▶ WHAT IS BEING ASKED
Every line in the entries that holds "attempted" should be identified and copied.

§ §

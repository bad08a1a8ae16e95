//! Essence element framing.
//!
//! An essence element is a KLV whose length field is reserved when the
//! element is opened. [`EssenceElementWriter`] keeps the value cursor
//! within the declared length; [`EssenceElementReader`] hands out the value
//! in caller-sized pieces.

use crate::error::{MxfError, Result};
use crate::klv::{self, ber_length_size, read_full, MAX_BER_BYTES};
use crate::types::{Rational, TrackKind};
use crate::ul::Key;
use serde::{Deserialize, Serialize};
use std::io::{Read, Seek, Write};
use tracing::warn;

/// Size of the essence of one edit unit
#[derive(Debug, Clone, Copy, PartialEq, Eq, Serialize, Deserialize)]
pub enum FrameSize {
    /// Every frame has this many bytes
    Fixed(u32),
    /// Frames differ in size
    Variable,
}

impl FrameSize {
    /// Fixed size, if any
    pub fn fixed(&self) -> Option<u32> {
        match self {
            FrameSize::Fixed(size) => Some(*size),
            FrameSize::Variable => None,
        }
    }
}

/// An essence track of a file source package
#[derive(Debug, Clone, PartialEq, Eq, Serialize, Deserialize)]
pub struct EssenceTrack {
    /// Track ID in the file source package
    pub track_id: u32,
    /// Track number, matching the last four bytes of the element key
    pub track_number: u32,
    /// Picture, sound, ...
    pub kind: TrackKind,
    /// Element value size per frame
    pub frame_size: FrameSize,
    /// Sample rate from the essence descriptor
    pub sample_rate: Rational,
    /// Edit rate of the track
    pub frame_rate: Rational,
    /// Stream carrying the essence
    pub body_sid: u32,
    /// Stream carrying the index
    pub index_sid: u32,
}

impl EssenceTrack {
    /// Check whether an element key belongs to this track
    pub fn matches_key(&self, key: &Key) -> bool {
        key.is_gc_essence_element() && key.track_number() == self.track_number
    }
}

/// Writes one essence element with a reserved length field.
///
/// The element must be finished with [`finalize`](Self::finalize);
/// dropping an unfinished writer leaves a short element in the file and
/// logs a warning.
#[derive(Debug)]
pub struct EssenceElementWriter<'a, W: Write + Seek> {
    writer: &'a mut W,
    key: Key,
    llen: u8,
    start: u64,
    declared: u64,
    written: u64,
    finished: bool,
}

impl<'a, W: Write + Seek> EssenceElementWriter<'a, W> {
    /// Write the key and a length field for `declared_len` bytes.
    ///
    /// The length field is `llen_hint` bytes wide, or wider if the
    /// declared length needs it.
    pub fn open(writer: &'a mut W, key: Key, llen_hint: u8, declared_len: u64) -> Result<Self> {
        let llen = llen_hint.max(ber_length_size(declared_len));
        if llen > MAX_BER_BYTES + 1 {
            return Err(MxfError::malformed_length(format!(
                "length field of {} bytes",
                llen
            )));
        }

        let start = writer.stream_position()?;
        klv::write_fixed_kl(writer, &key, llen, declared_len)?;

        Ok(EssenceElementWriter {
            writer,
            key,
            llen,
            start,
            declared: declared_len,
            written: 0,
            finished: false,
        })
    }

    /// Append value bytes.
    ///
    /// Fails without writing anything if the bytes would pass the declared
    /// length.
    pub fn write_data(&mut self, data: &[u8]) -> Result<()> {
        let attempted = data.len() as u64;
        if self.written + attempted > self.declared {
            return Err(MxfError::EssenceOverflow {
                declared: self.declared,
                written: self.written,
                attempted,
            });
        }

        self.writer.write_all(data)?;
        self.written += attempted;
        Ok(())
    }

    /// Finish the element, returning its total size.
    pub fn finalize(mut self) -> Result<u64> {
        self.finished = true;
        if self.written != self.declared {
            return Err(MxfError::ShortWrite {
                declared: self.declared,
                written: self.written,
            });
        }
        Ok(self.total_size())
    }

    /// Element key
    pub fn key(&self) -> &Key {
        &self.key
    }

    /// Width of the length field
    pub fn llen(&self) -> u8 {
        self.llen
    }

    /// File offset of the key
    pub fn start(&self) -> u64 {
        self.start
    }

    /// Declared value length
    pub fn declared_len(&self) -> u64 {
        self.declared
    }

    /// Value bytes written so far
    pub fn written(&self) -> u64 {
        self.written
    }

    /// Size of key, length and declared value
    pub fn total_size(&self) -> u64 {
        16 + self.llen as u64 + self.declared
    }
}

impl<W: Write + Seek> Drop for EssenceElementWriter<'_, W> {
    fn drop(&mut self) {
        if !self.finished {
            warn!(
                key = %self.key,
                offset = self.start,
                written = self.written,
                declared = self.declared,
                "essence element dropped before it was finalized"
            );
        }
    }
}

/// Reads the value of one essence element whose key and length have been
/// read.
#[derive(Debug)]
pub struct EssenceElementReader<'a, R: Read> {
    reader: &'a mut R,
    key: Key,
    llen: u8,
    len: u64,
    consumed: u64,
}

impl<'a, R: Read> EssenceElementReader<'a, R> {
    /// Start reading a value of `len` bytes at the current position
    pub fn open(reader: &'a mut R, key: Key, llen: u8, len: u64) -> Self {
        EssenceElementReader {
            reader,
            key,
            llen,
            len,
            consumed: 0,
        }
    }

    /// Read up to `max_len` bytes into `buf`.
    ///
    /// Fewer bytes than requested are returned only at the end of the
    /// element; a file that ends early is an error.
    pub fn read_data(&mut self, buf: &mut [u8], max_len: usize) -> Result<usize> {
        let wanted = (buf.len().min(max_len) as u64).min(self.remaining()) as usize;
        if wanted == 0 {
            return Ok(0);
        }
        read_full(self.reader, &mut buf[..wanted])?;
        self.consumed += wanted as u64;
        Ok(wanted)
    }

    /// Element key
    pub fn key(&self) -> &Key {
        &self.key
    }

    /// Width of the length field
    pub fn llen(&self) -> u8 {
        self.llen
    }

    /// Value length
    pub fn len(&self) -> u64 {
        self.len
    }

    /// True for an empty value
    pub fn is_empty(&self) -> bool {
        self.len == 0
    }

    /// Value bytes not read yet
    pub fn remaining(&self) -> u64 {
        self.len - self.consumed
    }
}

§ §

▶ RESPONSE
        let attempted = data.len() as u64;
        if self.written + attempted > self.declared {
                attempted,
        self.written += attempted;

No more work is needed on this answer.